Les candidats au poste de secrétaire général de l’Organisation des nations unies (Onu) ont débattu, ce jeudi, au siège des Nations unies. Un évènement organisé par le Bureau du Président de l'Assemblée générale, durant lequel Macky Sall s’est exprimé sur plusieurs questions importantes.
L’ancien président de la République du Sénégal a promis, si jamais il est élu, d’assurer de façon équitable son rôle de facilitateur et d’alerteur précoce, notamment en travaillant dans la diplomatie préventive. Macky Sall veut être un facilitateur qui puisse, avec toute l'autorité requise, parler aux principaux belligérants, surtout lorsqu'il s'agit des membres permanents du Conseil de sécurité.
«C'est là où le travail est le plus difficile, mais je crois que l'impartialité du secrétaire général, sa responsabilité de conduire l'organisation avec la confiance des états membres, doit l'amener à être ce bâtisseur constant de ponts entre les pays et de création de confiance qui nous permet d'assumer notre rôle historique. Parce que les leaders de nos pays ne doivent pas détruire l'organisation», a indiqué Macky Sall.
L’ancien Président sénégalais a donc invité la génération actuelle de dirigeants à travailler main dans la main et dans la confiance, pour que le monde soit meilleur et que la paix soit la plus partagée possible.

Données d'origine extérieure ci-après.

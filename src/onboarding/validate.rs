//! Step validator: pure functions from (step, draft) to an error map.

use std::collections::BTreeMap;

use serde::Serialize;

use super::draft::{FarmOnboardingDraft, Field};
use super::state::WizardStep;

pub const FARM_NAME_REQUIRED: &str = "Farm name is required";
pub const LOCATION_REQUIRED: &str = "Location is required";
pub const TOTAL_AREA_REQUIRED: &str = "Total area is required";
pub const INVALID_NUMBER: &str = "Must be a valid number";
pub const SOWING_DATE_REQUIRED: &str = "Sowing date is required";

/// Field-scoped validation messages, ordered by field.
#[derive(Debug, Clone, Default, PartialEq, Eq, Serialize)]
#[serde(transparent)]
pub struct ValidationErrors(BTreeMap<Field, String>);

impl ValidationErrors {
    pub fn new() -> Self {
        Self::default()
    }

    pub fn is_empty(&self) -> bool {
        self.0.is_empty()
    }

    pub fn len(&self) -> usize {
        self.0.len()
    }

    pub fn get(&self, field: Field) -> Option<&str> {
        self.0.get(&field).map(String::as_str)
    }

    pub fn contains(&self, field: Field) -> bool {
        self.0.contains_key(&field)
    }

    /// Record `message` for `field`, replacing any earlier message for it.
    pub fn insert(&mut self, field: Field, message: impl Into<String>) {
        self.0.insert(field, message.into());
    }

    /// Drop the error for `field`. Returns whether one was present.
    pub fn clear(&mut self, field: Field) -> bool {
        self.0.remove(&field).is_some()
    }

    pub fn iter(&self) -> impl Iterator<Item = (Field, &str)> {
        self.0.iter().map(|(f, m)| (*f, m.as_str()))
    }
}

impl<const N: usize> From<[(Field, &str); N]> for ValidationErrors {
    fn from(entries: [(Field, &str); N]) -> Self {
        Self(entries.into_iter().map(|(f, m)| (f, m.to_string())).collect())
    }
}

/// Whether `raw` reads as a finite number.
///
/// Surrounding whitespace is ignored, as a number input would.
pub fn is_finite_number(raw: &str) -> bool {
    raw.trim().parse::<f64>().is_ok_and(f64::is_finite)
}

/// Validate the fields owned by `step`.
///
/// Every rule runs; nothing short-circuits. The review step has no rules.
pub fn validate_step(step: WizardStep, draft: &FarmOnboardingDraft) -> ValidationErrors {
    let mut errors = ValidationErrors::new();

    match step {
        WizardStep::FarmDetails => {
            if draft.farm_name.trim().is_empty() {
                errors.insert(Field::FarmName, FARM_NAME_REQUIRED);
            }
            if draft.farm_location.trim().is_empty() {
                errors.insert(Field::FarmLocation, LOCATION_REQUIRED);
            }
            if draft.total_area.is_empty() {
                errors.insert(Field::TotalArea, TOTAL_AREA_REQUIRED);
            } else if !is_finite_number(&draft.total_area) {
                errors.insert(Field::TotalArea, INVALID_NUMBER);
            }
        }
        WizardStep::CropDetails => {
            if draft.sowing_date.is_empty() {
                errors.insert(Field::SowingDate, SOWING_DATE_REQUIRED);
            }
        }
        WizardStep::Preferences | WizardStep::Review => {}
    }

    errors
}
//! In-memory preference store for tests and demo sessions.

use std::collections::HashMap;

use async_trait::async_trait;
use tokio::sync::RwLock;

use crate::error::StoreError;
use crate::store::traits::PreferenceStore;

#[derive(Default)]
pub struct InMemoryPreferenceStore {
    values: RwLock<HashMap<(String, String), serde_json::Value>>,
}

impl InMemoryPreferenceStore {
    pub fn new() -> Self {
        Self::default()
    }
}

#[async_trait]
impl PreferenceStore for InMemoryPreferenceStore {
    async fn get_setting(
        &self,
        user_id: &str,
        key: &str,
    ) -> Result<Option<serde_json::Value>, StoreError> {
        let values = self.values.read().await;
        Ok(values.get(&(user_id.to_string(), key.to_string())).cloned())
    }

    async fn set_setting(
        &self,
        user_id: &str,
        key: &str,
        value: &serde_json::Value,
    ) -> Result<(), StoreError> {
        self.values
            .write()
            .await
            .insert((user_id.to_string(), key.to_string()), value.clone());
        Ok(())
    }

    async fn delete_setting(&self, user_id: &str, key: &str) -> Result<bool, StoreError> {
        Ok(self
            .values
            .write()
            .await
            .remove(&(user_id.to_string(), key.to_string()))
            .is_some())
    }
}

Pour davantage donner la preuve de sa posture de facilitateur impartial, Macky Sall a partagé son vécu personnel à ce sujet.
« J'ai été président du Sénégal pendant 12 ans et j'ai dirigé l'Union africaine. Je me rappelle qu'après le déclenchement de la guerre en Ukraine, j'ai été amené à devoir aller rencontrer le président Poutine», raconte-t-il. Macky Sall rappelle que beaucoup n'étaient pas d'accord sur cette initiative puisque c'était un moment où il y avait énormément de tensions.
«Mais, puisque je représentais un continent qui vivait les conséquences du blocage du port d'Odessa, avec l'absence de facilités de commerce sur les engrais pour les pays africains, il fallait donc, malgré ces tensions, aller à Sotchi et à Kiev. Donc il faut que le contact soit en permanence établi, quelles que soient les tensions. Et c'est ça le rôle impartial que le secrétaire général doit jouer pour rétablir la confiance entre les membres», indique Macky Sall.